Hace varios años que en esta columna mencionamos la disputa regional existente entre una corriente llamada progresista y otra liberal-conservadora, ambas definidas en el más amplio sentido del término.

La posibilidad del regreso al poder de Cristina Fernández de Kirchner en la Argentina, un país clave de América Latina, ha motivado comentarios editoriales de los principales diarios regionales y de numerosos políticos, entre ellos el presidente de Brasil, Jair Bolsonaro, que alertó de la posibilidad del regreso del “populismo” de la mano de CFK ya que eso implicaría tener “una nueva Venezuela” en el sur de América del Sur.

La política también es el arte de la sorpresa y la jugada de la expresidenta de nombrar a Alberto Fernández como candidato a la presidencia y ella acompañándolo en la vicepresidencia sorprendió a propios y ajenos. Él fue su aliado en el pasado, pero también se distanció de ella y fue muy crítico durante años de su gobierno.

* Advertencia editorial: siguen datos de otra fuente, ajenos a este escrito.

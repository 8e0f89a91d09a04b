//! Device targets and the registry that parses them

use std::fmt;

use serde::{Serialize, Serializer};
use url::Host;

use crate::errors::FleetError;

/// One device to update, addressed by host only
#[derive(Debug, Clone, PartialEq, Eq)]
pub struct DeviceTarget {
    host: Host<String>,
}

impl DeviceTarget {
    /// Validate a single host token (IPv4, bracketed IPv6 or DNS name)
    pub fn parse(token: &str) -> Result<Self, FleetError> {
        let host = Host::parse(token).map_err(|e| {
            FleetError::Configuration(format!("Invalid device host '{}': {}", token, e))
        })?;
        Ok(Self { host })
    }

    /// Host as it appears in URLs
    pub fn host(&self) -> String {
        self.host.to_string()
    }

    /// `http://host[:port]`, omitting the default HTTP port
    pub fn base_url(&self, port: u16) -> String {
        if port == 80 {
            format!("http://{}", self.host)
        } else {
            format!("http://{}:{}", self.host, port)
        }
    }
}

impl fmt::Display for DeviceTarget {
    fn fmt(&self, f: &mut fmt::Formatter<'_>) -> fmt::Result {
        write!(f, "{}", self.host)
    }
}

impl Serialize for DeviceTarget {
    fn serialize<S: Serializer>(&self, serializer: S) -> Result<S::Ok, S::Error> {
        serializer.collect_str(&self.host)
    }
}

/// Parse a comma-separated device list.
///
/// Tokens are trimmed and empty tokens dropped. Duplicates are kept and each
/// one is updated on its own. An empty result or any malformed host aborts the
/// whole run before a device is touched.
pub fn parse_targets(raw: &str) -> Result<Vec<DeviceTarget>, FleetError> {
    let targets = raw
        .split(',')
        .map(str::trim)
        .filter(|token| !token.is_empty())
        .map(DeviceTarget::parse)
        .collect::<Result<Vec<_>, _>>()?;

    if targets.is_empty() {
        return Err(FleetError::Configuration(
            "No device targets configured".to_string(),
        ));
    }

    Ok(targets)
}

Todos los trabajos de investigación y encuestas señalan que el rechazo hacia la gestión del presidente Mauricio Macri es mayoritario, en particular por la situación económica y el retroceso en la calidad de vida de amplias franjas de la población. Sin embargo, el descontento hacia un gobierno no garantiza su derrota electoral si la oposición acude desunida a las urnas.

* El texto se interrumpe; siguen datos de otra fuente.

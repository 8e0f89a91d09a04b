//! HTTP clients for devices and the upstream repository

pub mod client;
pub mod device;
pub mod upstream;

Más allá de los componentes de la política interna para concretar un frente opositor y amplio con el objetivo de derrotar al presidente Mauricio Macri en las elecciones de octubre, se puede pensar que la experiencia de Brasil con la detención de Lula da Silva y el triunfo de Bolsonaro fueron elementos que Cristina Fernández tomó en cuenta al momento de anunciar que no sería la candidata a la presidencia.

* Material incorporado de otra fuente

//! Fleet-wide fan-out of device updates
//!
//! One task per target, bounded by a semaphore so a large fleet does not
//! saturate the local link. Tasks share nothing mutable; results are joined
//! in target order.

use std::sync::Arc;

use futures::future::join_all;
use tokio::sync::Semaphore;
use tracing::{error, info, info_span, Instrument};

use crate::deploy::images::FirmwareImages;
use crate::deploy::updater::DeviceUpdater;
use crate::models::outcome::{DeploymentOutcome, FleetResult, UpdateStage};
use crate::models::target::DeviceTarget;

/// Default number of devices updated at once
pub const DEFAULT_CONCURRENCY: usize = 4;

/// Fleet deployment orchestrator
pub struct FleetDeployer {
    updater: Arc<DeviceUpdater>,
    concurrency: usize,
}

impl FleetDeployer {
    pub fn new(updater: DeviceUpdater, concurrency: usize) -> Self {
        Self {
            updater: Arc::new(updater),
            concurrency: concurrency.max(1),
        }
    }

    pub fn concurrency(&self) -> usize {
        self.concurrency
    }

    /// Attempt every target and collect one outcome per target, in order.
    ///
    /// A failing or panicking device never prevents the others from being
    /// attempted.
    pub async fn deploy(&self, targets: &[DeviceTarget], images: &FirmwareImages) -> FleetResult {
        info!(
            "Deploying to {} device(s), {} at a time",
            targets.len(),
            self.concurrency
        );

        let semaphore = Arc::new(Semaphore::new(self.concurrency));
        let mut handles = Vec::with_capacity(targets.len());

        for (index, target) in targets.iter().enumerate() {
            let sem = Arc::clone(&semaphore);
            let updater = Arc::clone(&self.updater);
            let images = images.clone();
            let target = target.clone();
            let span = info_span!("device", index, host = %target);

            handles.push(tokio::spawn(
                async move {
                    // The semaphore is never closed
                    let _permit = sem.acquire_owned().await.ok();
                    updater.update(&target, &images).await
                }
                .instrument(span),
            ));
        }

        let outcomes = join_all(handles)
            .await
            .into_iter()
            .zip(targets)
            .map(|(joined, target)| match joined {
                Ok(outcome) => outcome,
                Err(e) => {
                    error!("Update task for {} did not complete: {}", target, e);
                    DeploymentOutcome {
                        target: target.clone(),
                        stage: UpdateStage::Unknown,
                        success: false,
                        attempts: 0,
                        error: Some(format!(
                            "update task did not complete, last stage unknown: {}",
                            e
                        )),
                        elapsed_ms: 0,
                    }
                }
            })
            .collect();

        let result = FleetResult::new(outcomes);
        info!(
            "Deployment finished: {}/{} device(s) updated",
            result.succeeded(),
            result.outcomes.len()
        );
        result
    }
}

Lula da Silva entró a la cárcel en el mes de abril de 2018 condenado a 12 años de prisión en plena campaña electoral, medio año antes de las elecciones. Pero insistió en mantener su candidatura hasta último momento.

Desde numerosos sectores se alentaba la formación de un gran frente electoral progresista que incluyera a Ciro Gómez, que había sido ministro de Da Silva. Sus diferencias y las apetencias personales de ambos impidieron una fórmula de acuerdo que pudiera sumar fuerzas y derrotar a los partidos de la derecha tradicional y al incumbente Jair Bolsonaro.

Lula da Silva siempre confió en que el Poder Judicial decretara su inocencia. Y se equivocó. Apenas 45 días antes de las elecciones nombró a Fernando Haddad para que encabezara la fórmula del Partido de los Trabajadores en su reemplazo. Y fue demasiado tarde para instalar una candidatura alternativa.

El antecedente de Lula da Silva seguramente influyó sobre Cristina Fernández al momento de tomar una decisión un mes antes de inscribir formalmente las candidaturas para las elecciones en octubre y a días de que comenzara un juicio por corrupción en su contra. La expresidenta siempre negó las acusaciones y ya en diciembre de 2016 denunciaba persecución judicial y política y hostigamiento mediático, similar a la que impidió la candidatura de Da Silva.

Quienes juegan al ajedrez saben que existe una famosa apertura denominada “gambito de la dama”. Consiste en ofrecer una pieza para poder desarrollar un mejor juego y ganar la partida. Y en política de eso se trata, de ganar. Aunque el “gambito de dama” tampoco garantiza la victoria.